§ Task prompt
Pull out each line of the data that includes the word "used".

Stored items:
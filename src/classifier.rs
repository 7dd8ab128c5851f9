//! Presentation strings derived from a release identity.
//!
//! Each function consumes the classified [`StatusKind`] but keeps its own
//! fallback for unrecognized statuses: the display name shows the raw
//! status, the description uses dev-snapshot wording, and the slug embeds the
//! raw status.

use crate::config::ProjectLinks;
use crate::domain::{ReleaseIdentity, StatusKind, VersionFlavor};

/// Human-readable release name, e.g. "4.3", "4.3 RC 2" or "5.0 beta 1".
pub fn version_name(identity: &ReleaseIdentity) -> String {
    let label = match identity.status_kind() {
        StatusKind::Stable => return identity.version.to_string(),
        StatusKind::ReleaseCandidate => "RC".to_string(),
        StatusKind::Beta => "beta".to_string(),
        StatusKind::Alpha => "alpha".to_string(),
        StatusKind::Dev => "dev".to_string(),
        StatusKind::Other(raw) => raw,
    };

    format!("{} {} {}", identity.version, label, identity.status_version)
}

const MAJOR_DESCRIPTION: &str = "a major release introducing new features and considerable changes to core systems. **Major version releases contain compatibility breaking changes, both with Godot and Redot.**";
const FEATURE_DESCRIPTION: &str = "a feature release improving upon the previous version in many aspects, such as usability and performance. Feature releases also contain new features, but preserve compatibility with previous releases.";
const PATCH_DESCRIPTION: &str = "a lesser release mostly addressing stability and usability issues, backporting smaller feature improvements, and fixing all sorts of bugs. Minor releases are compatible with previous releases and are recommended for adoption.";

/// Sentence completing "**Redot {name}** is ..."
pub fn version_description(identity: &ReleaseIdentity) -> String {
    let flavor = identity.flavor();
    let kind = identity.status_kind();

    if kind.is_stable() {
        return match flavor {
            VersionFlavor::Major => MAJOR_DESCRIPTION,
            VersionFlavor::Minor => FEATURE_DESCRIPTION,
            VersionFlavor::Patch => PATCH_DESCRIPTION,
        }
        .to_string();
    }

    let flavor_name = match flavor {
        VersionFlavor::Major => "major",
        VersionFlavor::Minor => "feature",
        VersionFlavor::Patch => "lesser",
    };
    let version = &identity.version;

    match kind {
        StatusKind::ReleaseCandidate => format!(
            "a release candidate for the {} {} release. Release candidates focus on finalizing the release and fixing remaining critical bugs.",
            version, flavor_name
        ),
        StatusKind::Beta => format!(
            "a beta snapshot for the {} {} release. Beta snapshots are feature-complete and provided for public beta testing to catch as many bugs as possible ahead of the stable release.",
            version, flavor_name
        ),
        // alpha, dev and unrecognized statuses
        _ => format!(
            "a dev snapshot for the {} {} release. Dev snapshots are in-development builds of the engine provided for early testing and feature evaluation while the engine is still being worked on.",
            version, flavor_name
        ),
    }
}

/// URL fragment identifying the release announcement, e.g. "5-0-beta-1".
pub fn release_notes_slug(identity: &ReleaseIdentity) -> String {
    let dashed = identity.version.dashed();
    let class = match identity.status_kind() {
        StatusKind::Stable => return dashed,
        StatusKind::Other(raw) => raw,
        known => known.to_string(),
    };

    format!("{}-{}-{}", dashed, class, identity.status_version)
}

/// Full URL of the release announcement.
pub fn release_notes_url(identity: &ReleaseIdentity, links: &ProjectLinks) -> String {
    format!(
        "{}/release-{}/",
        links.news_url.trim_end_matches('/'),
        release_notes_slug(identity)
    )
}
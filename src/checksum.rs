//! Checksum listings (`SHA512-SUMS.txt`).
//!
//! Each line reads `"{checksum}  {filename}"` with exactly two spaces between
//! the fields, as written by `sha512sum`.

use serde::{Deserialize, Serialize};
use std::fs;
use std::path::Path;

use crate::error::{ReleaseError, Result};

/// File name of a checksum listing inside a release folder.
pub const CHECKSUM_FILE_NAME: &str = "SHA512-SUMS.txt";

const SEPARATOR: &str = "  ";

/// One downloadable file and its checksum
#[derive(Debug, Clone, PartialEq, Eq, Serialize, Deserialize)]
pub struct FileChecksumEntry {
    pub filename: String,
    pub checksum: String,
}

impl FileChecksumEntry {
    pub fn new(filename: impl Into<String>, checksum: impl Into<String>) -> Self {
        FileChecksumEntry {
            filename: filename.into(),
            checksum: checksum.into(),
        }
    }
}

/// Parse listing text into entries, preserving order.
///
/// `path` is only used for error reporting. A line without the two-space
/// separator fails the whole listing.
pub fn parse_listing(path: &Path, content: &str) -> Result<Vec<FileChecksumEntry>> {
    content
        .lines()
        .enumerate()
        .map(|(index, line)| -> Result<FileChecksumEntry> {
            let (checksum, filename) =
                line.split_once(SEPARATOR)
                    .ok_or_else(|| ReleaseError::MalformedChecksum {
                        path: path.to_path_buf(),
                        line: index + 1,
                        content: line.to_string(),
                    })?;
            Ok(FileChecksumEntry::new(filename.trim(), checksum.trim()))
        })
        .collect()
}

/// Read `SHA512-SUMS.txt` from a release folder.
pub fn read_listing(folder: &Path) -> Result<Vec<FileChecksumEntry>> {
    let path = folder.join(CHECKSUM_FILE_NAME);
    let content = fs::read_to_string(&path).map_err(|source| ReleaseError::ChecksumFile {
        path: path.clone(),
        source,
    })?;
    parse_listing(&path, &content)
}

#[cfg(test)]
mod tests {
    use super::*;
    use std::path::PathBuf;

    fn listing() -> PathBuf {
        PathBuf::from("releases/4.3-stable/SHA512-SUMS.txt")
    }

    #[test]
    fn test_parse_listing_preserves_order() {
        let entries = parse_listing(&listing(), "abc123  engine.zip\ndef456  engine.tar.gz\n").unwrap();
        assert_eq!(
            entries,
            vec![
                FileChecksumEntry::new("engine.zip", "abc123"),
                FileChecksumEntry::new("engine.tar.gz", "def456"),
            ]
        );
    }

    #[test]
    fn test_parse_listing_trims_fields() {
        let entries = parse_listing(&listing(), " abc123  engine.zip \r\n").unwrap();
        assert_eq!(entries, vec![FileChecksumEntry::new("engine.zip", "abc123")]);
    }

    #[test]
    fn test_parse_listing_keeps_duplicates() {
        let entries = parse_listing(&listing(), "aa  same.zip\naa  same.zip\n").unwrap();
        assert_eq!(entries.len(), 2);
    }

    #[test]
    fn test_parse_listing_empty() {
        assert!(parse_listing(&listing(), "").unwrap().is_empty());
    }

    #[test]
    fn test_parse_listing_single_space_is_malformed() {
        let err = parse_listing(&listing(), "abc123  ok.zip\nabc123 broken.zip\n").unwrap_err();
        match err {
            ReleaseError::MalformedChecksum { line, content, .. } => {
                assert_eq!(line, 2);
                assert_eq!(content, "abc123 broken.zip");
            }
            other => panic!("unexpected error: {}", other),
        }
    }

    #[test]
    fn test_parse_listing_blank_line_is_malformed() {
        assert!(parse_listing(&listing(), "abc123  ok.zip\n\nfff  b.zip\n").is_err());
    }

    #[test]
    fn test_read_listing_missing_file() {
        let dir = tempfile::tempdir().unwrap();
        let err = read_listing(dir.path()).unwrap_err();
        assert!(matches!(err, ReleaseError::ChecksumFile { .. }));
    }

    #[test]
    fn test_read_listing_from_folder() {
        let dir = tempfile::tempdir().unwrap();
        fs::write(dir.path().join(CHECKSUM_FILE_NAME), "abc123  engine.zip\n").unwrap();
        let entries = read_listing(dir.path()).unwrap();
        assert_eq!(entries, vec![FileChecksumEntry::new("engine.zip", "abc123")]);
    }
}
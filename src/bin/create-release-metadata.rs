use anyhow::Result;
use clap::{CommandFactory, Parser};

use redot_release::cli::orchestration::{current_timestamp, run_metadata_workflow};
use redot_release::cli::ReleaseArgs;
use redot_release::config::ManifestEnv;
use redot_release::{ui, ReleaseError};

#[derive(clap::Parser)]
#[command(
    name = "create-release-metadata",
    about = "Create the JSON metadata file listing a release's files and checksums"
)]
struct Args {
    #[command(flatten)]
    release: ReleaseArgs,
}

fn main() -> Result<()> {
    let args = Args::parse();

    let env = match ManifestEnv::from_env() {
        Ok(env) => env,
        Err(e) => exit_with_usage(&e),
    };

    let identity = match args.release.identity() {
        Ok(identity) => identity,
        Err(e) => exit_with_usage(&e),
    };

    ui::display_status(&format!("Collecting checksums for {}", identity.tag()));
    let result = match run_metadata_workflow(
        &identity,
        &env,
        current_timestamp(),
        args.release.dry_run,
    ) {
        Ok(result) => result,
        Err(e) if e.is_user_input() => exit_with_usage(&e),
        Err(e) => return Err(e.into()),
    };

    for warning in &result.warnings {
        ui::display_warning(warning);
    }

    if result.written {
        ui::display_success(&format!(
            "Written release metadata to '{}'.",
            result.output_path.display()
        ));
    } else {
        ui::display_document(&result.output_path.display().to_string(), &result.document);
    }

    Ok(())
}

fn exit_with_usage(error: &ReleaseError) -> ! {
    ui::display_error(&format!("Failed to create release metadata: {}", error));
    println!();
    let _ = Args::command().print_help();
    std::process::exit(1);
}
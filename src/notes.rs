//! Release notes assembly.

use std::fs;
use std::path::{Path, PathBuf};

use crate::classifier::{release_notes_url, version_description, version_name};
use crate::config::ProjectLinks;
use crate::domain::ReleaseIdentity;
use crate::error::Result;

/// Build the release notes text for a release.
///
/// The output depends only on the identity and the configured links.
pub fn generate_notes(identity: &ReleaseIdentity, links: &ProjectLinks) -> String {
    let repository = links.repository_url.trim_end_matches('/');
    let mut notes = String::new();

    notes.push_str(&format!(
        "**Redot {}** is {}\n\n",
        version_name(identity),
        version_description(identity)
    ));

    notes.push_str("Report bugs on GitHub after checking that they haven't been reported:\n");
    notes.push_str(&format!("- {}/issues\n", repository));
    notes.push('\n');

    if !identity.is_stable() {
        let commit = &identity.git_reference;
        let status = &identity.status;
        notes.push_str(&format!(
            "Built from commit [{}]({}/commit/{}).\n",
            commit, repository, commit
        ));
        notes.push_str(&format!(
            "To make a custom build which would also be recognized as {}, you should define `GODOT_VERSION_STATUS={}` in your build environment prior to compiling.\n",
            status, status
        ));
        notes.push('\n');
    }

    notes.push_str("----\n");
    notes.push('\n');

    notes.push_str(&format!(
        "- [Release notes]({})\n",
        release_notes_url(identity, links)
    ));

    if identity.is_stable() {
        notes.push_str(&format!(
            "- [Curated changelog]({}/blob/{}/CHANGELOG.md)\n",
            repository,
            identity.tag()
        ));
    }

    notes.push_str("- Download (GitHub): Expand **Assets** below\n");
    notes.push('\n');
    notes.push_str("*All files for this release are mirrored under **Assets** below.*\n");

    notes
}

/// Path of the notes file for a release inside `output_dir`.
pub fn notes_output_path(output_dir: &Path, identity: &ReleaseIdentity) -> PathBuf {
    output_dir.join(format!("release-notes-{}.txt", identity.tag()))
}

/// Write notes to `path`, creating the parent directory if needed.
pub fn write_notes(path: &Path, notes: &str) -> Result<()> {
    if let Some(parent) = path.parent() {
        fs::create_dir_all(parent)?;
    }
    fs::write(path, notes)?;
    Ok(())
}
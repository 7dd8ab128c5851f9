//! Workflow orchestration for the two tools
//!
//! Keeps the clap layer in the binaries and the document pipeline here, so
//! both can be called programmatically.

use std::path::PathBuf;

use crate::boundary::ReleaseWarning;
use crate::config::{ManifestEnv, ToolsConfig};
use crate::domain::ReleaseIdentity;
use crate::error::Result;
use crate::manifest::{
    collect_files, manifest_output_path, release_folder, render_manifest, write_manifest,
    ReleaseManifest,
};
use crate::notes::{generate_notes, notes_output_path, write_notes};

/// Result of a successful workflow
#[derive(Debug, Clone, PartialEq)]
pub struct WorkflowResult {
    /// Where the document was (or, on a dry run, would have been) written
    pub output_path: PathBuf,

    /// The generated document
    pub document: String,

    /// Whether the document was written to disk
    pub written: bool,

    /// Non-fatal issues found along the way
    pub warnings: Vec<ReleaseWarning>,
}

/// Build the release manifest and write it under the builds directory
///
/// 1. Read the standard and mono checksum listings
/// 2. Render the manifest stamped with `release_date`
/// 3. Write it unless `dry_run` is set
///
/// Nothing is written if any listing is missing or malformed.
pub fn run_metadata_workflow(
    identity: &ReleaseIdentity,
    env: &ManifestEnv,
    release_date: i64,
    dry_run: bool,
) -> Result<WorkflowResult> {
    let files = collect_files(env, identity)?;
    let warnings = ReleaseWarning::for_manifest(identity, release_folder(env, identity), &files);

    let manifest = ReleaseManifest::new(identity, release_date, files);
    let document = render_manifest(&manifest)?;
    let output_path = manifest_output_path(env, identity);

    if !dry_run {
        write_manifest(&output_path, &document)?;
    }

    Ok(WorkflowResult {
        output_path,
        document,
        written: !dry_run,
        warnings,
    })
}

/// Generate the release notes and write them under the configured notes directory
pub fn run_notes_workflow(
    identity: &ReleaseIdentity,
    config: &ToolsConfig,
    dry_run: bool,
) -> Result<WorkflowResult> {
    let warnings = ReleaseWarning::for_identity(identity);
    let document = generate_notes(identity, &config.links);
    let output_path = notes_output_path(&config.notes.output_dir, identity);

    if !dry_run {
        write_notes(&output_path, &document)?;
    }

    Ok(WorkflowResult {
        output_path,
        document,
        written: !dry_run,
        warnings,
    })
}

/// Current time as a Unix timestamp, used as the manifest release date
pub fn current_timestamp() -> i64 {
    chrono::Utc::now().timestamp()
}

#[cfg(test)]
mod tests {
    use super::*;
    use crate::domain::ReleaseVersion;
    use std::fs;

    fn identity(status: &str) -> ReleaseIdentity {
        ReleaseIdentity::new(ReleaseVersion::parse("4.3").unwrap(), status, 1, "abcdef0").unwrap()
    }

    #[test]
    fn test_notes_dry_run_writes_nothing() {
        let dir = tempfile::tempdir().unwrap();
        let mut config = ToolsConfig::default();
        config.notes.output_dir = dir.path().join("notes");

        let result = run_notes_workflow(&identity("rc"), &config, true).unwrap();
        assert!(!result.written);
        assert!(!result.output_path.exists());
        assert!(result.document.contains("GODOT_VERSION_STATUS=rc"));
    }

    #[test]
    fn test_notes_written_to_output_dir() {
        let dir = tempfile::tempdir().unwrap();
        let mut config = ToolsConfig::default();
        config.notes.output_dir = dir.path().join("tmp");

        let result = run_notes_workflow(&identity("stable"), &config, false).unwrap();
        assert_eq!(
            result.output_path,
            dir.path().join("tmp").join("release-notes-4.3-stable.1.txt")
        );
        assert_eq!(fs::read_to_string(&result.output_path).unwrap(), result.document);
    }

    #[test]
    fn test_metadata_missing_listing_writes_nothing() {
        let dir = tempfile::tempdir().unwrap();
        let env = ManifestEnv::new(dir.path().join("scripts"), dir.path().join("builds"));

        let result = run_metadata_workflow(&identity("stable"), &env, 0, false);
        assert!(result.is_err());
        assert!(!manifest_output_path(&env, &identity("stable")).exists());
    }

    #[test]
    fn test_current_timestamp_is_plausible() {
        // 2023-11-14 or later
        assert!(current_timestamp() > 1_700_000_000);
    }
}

§ Solution below
/// `path` is only used for error reporting. A line without the two-space
/// Current time as a Unix timestamp, used as the manifest release date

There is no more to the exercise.